### What the task asks
Copy all of the material below, line for line.

-- Records for the exercise follows --

//! HTTP client for the Telegram Bot API.
//!
//! Wraps `reqwest` with token management and the Bot API response envelope:
//! every call checks `"ok"` and surfaces `"description"` as
//! [`BotError::Api`] on failure. The client carries no overall request
//! timeout so that `getUpdates` long polls are not cut short.

use reqwest::{Client, Url};
use serde::de::DeserializeOwned;
use serde_json::Value;

use crate::error::BotError;
use crate::types::{Message, Update};

const DEFAULT_BASE_URL: &str = "https://api.telegram.org";

#[derive(serde::Deserialize)]
struct ApiEnvelope<T> {
    ok: bool,
    #[serde(default)]
    description: Option<String>,
    result: Option<T>,
}

/// Client for the Telegram Bot API.
///
/// Use [`TelegramClient::new`] for production or
/// [`TelegramClient::with_base_url`] to point at a mock server in tests.
pub struct TelegramClient {
    client: Client,
    token: String,
    base_url: Url,
}

impl TelegramClient {
    /// Creates a new client pointed at the production Bot API.
    ///
    /// # Errors
    ///
    /// Returns [`BotError::Http`] if the underlying `reqwest::Client`
    /// cannot be constructed.
    pub fn new(token: &str) -> Result<Self, BotError> {
        Self::with_base_url(token, DEFAULT_BASE_URL)
    }

    /// Creates a new client with a custom base URL (for testing with
    /// wiremock).
    ///
    /// # Errors
    ///
    /// Returns [`BotError::Http`] if the underlying `reqwest::Client`
    /// cannot be constructed, or [`BotError::Api`] if `base_url` is not a
    /// valid URL.
    pub fn with_base_url(token: &str, base_url: &str) -> Result<Self, BotError> {
        let client = Client::builder()
            .connect_timeout(std::time::Duration::from_secs(10))
            .build()?;

        let base_url = Url::parse(base_url)
            .map_err(|e| BotError::Api(format!("invalid base URL '{base_url}': {e}")))?;

        Ok(Self {
            client,
            token: token.to_owned(),
            base_url,
        })
    }

    /// Long-polls for new updates.
    ///
    /// `offset` should be one past the highest `update_id` already
    /// processed; `timeout_secs` is the server-side hold time of the poll.
    ///
    /// # Errors
    ///
    /// - [`BotError::Api`] if the Bot API reports `"ok": false`.
    /// - [`BotError::Http`] on network failure or non-2xx HTTP status.
    /// - [`BotError::Deserialize`] if the response does not match the
    ///   expected shape.
    pub async fn get_updates(
        &self,
        offset: Option<i64>,
        timeout_secs: u64,
    ) -> Result<Vec<Update>, BotError> {
        let mut params = serde_json::Map::new();
        params.insert("timeout".into(), Value::from(timeout_secs));
        params.insert(
            "allowed_updates".into(),
            Value::from(vec![Value::from("message")]),
        );
        if let Some(offset) = offset {
            params.insert("offset".into(), Value::from(offset));
        }

        self.call("getUpdates", &Value::Object(params)).await
    }

    /// Sends one MarkdownV2 message to a chat. Callers are responsible for
    /// escaping reserved characters (see [`crate::format::escape_markdown`]).
    ///
    /// # Errors
    ///
    /// Same taxonomy as [`TelegramClient::get_updates`].
    pub async fn send_message(&self, chat_id: i64, text: &str) -> Result<Message, BotError> {
        let params = serde_json::json!({
            "chat_id": chat_id,
            "text": text,
            "parse_mode": "MarkdownV2",
        });

        self.call("sendMessage", &params).await
    }

    /// POSTs one Bot API method and unwraps the response envelope.
    async fn call<T: DeserializeOwned>(&self, api_method: &str, params: &Value) -> Result<T, BotError> {
        let url = self.method_url(api_method);
        let response = self.client.post(url).json(params).send().await?;
        let body = response.text().await?;

        let envelope: ApiEnvelope<T> =
            serde_json::from_str(&body).map_err(|e| BotError::Deserialize {
                context: api_method.to_string(),
                source: e,
            })?;

        if !envelope.ok {
            return Err(BotError::Api(
                envelope
                    .description
                    .unwrap_or_else(|| "unknown error".to_string()),
            ));
        }

        envelope.result.ok_or_else(|| BotError::Api(format!(
            "{api_method}: ok response carried no result"
        )))
    }

    /// `https://api.telegram.org/bot<token>/<method>`, with the token kept
    /// in the path as the Bot API requires.
    fn method_url(&self, api_method: &str) -> Url {
        let mut url = self.base_url.clone();
        url.set_path(&format!("/bot{}/{}", self.token, api_method));
        url
    }
}

#[cfg(test)]
mod tests {
    use super::*;

    #[test]
    fn method_url_embeds_token_in_path() {
        let client =
            TelegramClient::with_base_url("123:abc", "https://api.telegram.org").expect("client");
        let url = client.method_url("getUpdates");
        assert_eq!(url.as_str(), "https://api.telegram.org/bot123:abc/getUpdates");
    }

    #[test]
    fn method_url_respects_custom_base() {
        let client =
            TelegramClient::with_base_url("123:abc", "http://127.0.0.1:9009").expect("client");
        let url = client.method_url("sendMessage");
        assert_eq!(url.as_str(), "http://127.0.0.1:9009/bot123:abc/sendMessage");
    }
}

-- Records for the exercise concluded --

### Answer section
//! HTTP client for the Telegram Bot API.
//!
//! Wraps `reqwest` with token management and the Bot API response envelope:
//! every call checks `"ok"` and surfaces `"description"` as
//! [`BotError::Api`] on failure. The client carries no overall request
//! timeout so that `getUpdates` long polls are not cut short.

use reqwest::{Client, Url};
use serde::de::DeserializeOwned;
use serde_json::Value;

use crate::error::BotError;
use crate::types::{Message, Update};

const DEFAULT_BASE_URL: &str = "https://api.telegram.org";

#[derive(serde::Deserialize)]
struct ApiEnvelope<T> {
    ok: bool,
    #[serde(default)]
    description: Option<String>,
    result: Option<T>,
}

/// Client for the Telegram Bot API.
///
/// Use [`TelegramClient::new`] for production or
/// [`TelegramClient::with_base_url`] to point at a mock server in tests.
pub struct TelegramClient {
    client: Client,
    token: String,
    base_url: Url,
}

impl TelegramClient {
    /// Creates a new client pointed at the production Bot API.
    ///
    /// # Errors
    ///
    /// Returns [`BotError::Http`] if the underlying `reqwest::Client`
    /// cannot be constructed.
    pub fn new(token: &str) -> Result<Self, BotError> {
        Self::with_base_url(token, DEFAULT_BASE_URL)
    }

    /// Creates a new client with a custom base URL (for testing with
    /// wiremock).
    ///
    /// # Errors
    ///
    /// Returns [`BotError::Http`] if the underlying `reqwest::Client`
    /// cannot be constructed, or [`BotError::Api`] if `base_url` is not a
    /// valid URL.
    pub fn with_base_url(token: &str, base_url: &str) -> Result<Self, BotError> {
        let client = Client::builder()
            .connect_timeout(std::time::Duration::from_secs(10))
            .build()?;

        let base_url = Url::parse(base_url)
            .map_err(|e| BotError::Api(format!("invalid base URL '{base_url}': {e}")))?;

        Ok(Self {
            client,
            token: token.to_owned(),
            base_url,
        })
    }

    /// Long-polls for new updates.
    ///
    /// `offset` should be one past the highest `update_id` already
    /// processed; `timeout_secs` is the server-side hold time of the poll.
    ///
    /// # Errors
    ///
    /// - [`BotError::Api`] if the Bot API reports `"ok": false`.
    /// - [`BotError::Http`] on network failure or non-2xx HTTP status.
    /// - [`BotError::Deserialize`] if the response does not match the
    ///   expected shape.
    pub async fn get_updates(
        &self,
        offset: Option<i64>,
        timeout_secs: u64,
    ) -> Result<Vec<Update>, BotError> {
        let mut params = serde_json::Map::new();
        params.insert("timeout".into(), Value::from(timeout_secs));
        params.insert(
            "allowed_updates".into(),
            Value::from(vec![Value::from("message")]),
        );
        if let Some(offset) = offset {
            params.insert("offset".into(), Value::from(offset));
        }

        self.call("getUpdates", &Value::Object(params)).await
    }

    /// Sends one MarkdownV2 message to a chat. Callers are responsible for
    /// escaping reserved characters (see [`crate::format::escape_markdown`]).
    ///
    /// # Errors
    ///
    /// Same taxonomy as [`TelegramClient::get_updates`].
    pub async fn send_message(&self, chat_id: i64, text: &str) -> Result<Message, BotError> {
        let params = serde_json::json!({
            "chat_id": chat_id,
            "text": text,
            "parse_mode": "MarkdownV2",
        });

        self.call("sendMessage", &params).await
    }

    /// POSTs one Bot API method and unwraps the response envelope.
    async fn call<T: DeserializeOwned>(&self, api_method: &str, params: &Value) -> Result<T, BotError> {
        let url = self.method_url(api_method);
        let response = self.client.post(url).json(params).send().await?;
        let body = response.text().await?;

        let envelope: ApiEnvelope<T> =
            serde_json::from_str(&body).map_err(|e| BotError::Deserialize {
                context: api_method.to_string(),
                source: e,
            })?;

        if !envelope.ok {
            return Err(BotError::Api(
                envelope
                    .description
                    .unwrap_or_else(|| "unknown error".to_string()),
            ));
        }

        envelope.result.ok_or_else(|| BotError::Api(format!(
            "{api_method}: ok response carried no result"
        )))
    }

    /// `https://api.telegram.org/bot<token>/<method>`, with the token kept
    /// in the path as the Bot API requires.
    fn method_url(&self, api_method: &str) -> Url {
        let mut url = self.base_url.clone();
        url.set_path(&format!("/bot{}/{}", self.token, api_method));
        url
    }
}

#[cfg(test)]
mod tests {
    use super::*;

    #[test]
    fn method_url_embeds_token_in_path() {
        let client =
            TelegramClient::with_base_url("123:abc", "https://api.telegram.org").expect("client");
        let url = client.method_url("getUpdates");
        assert_eq!(url.as_str(), "https://api.telegram.org/bot123:abc/getUpdates");
    }

    #[test]
    fn method_url_respects_custom_base() {
        let client =
            TelegramClient::with_base_url("123:abc", "http://127.0.0.1:9009").expect("client");
        let url = client.method_url("sendMessage");
        assert_eq!(url.as_str(), "http://127.0.0.1:9009/bot123:abc/sendMessage");
    }
}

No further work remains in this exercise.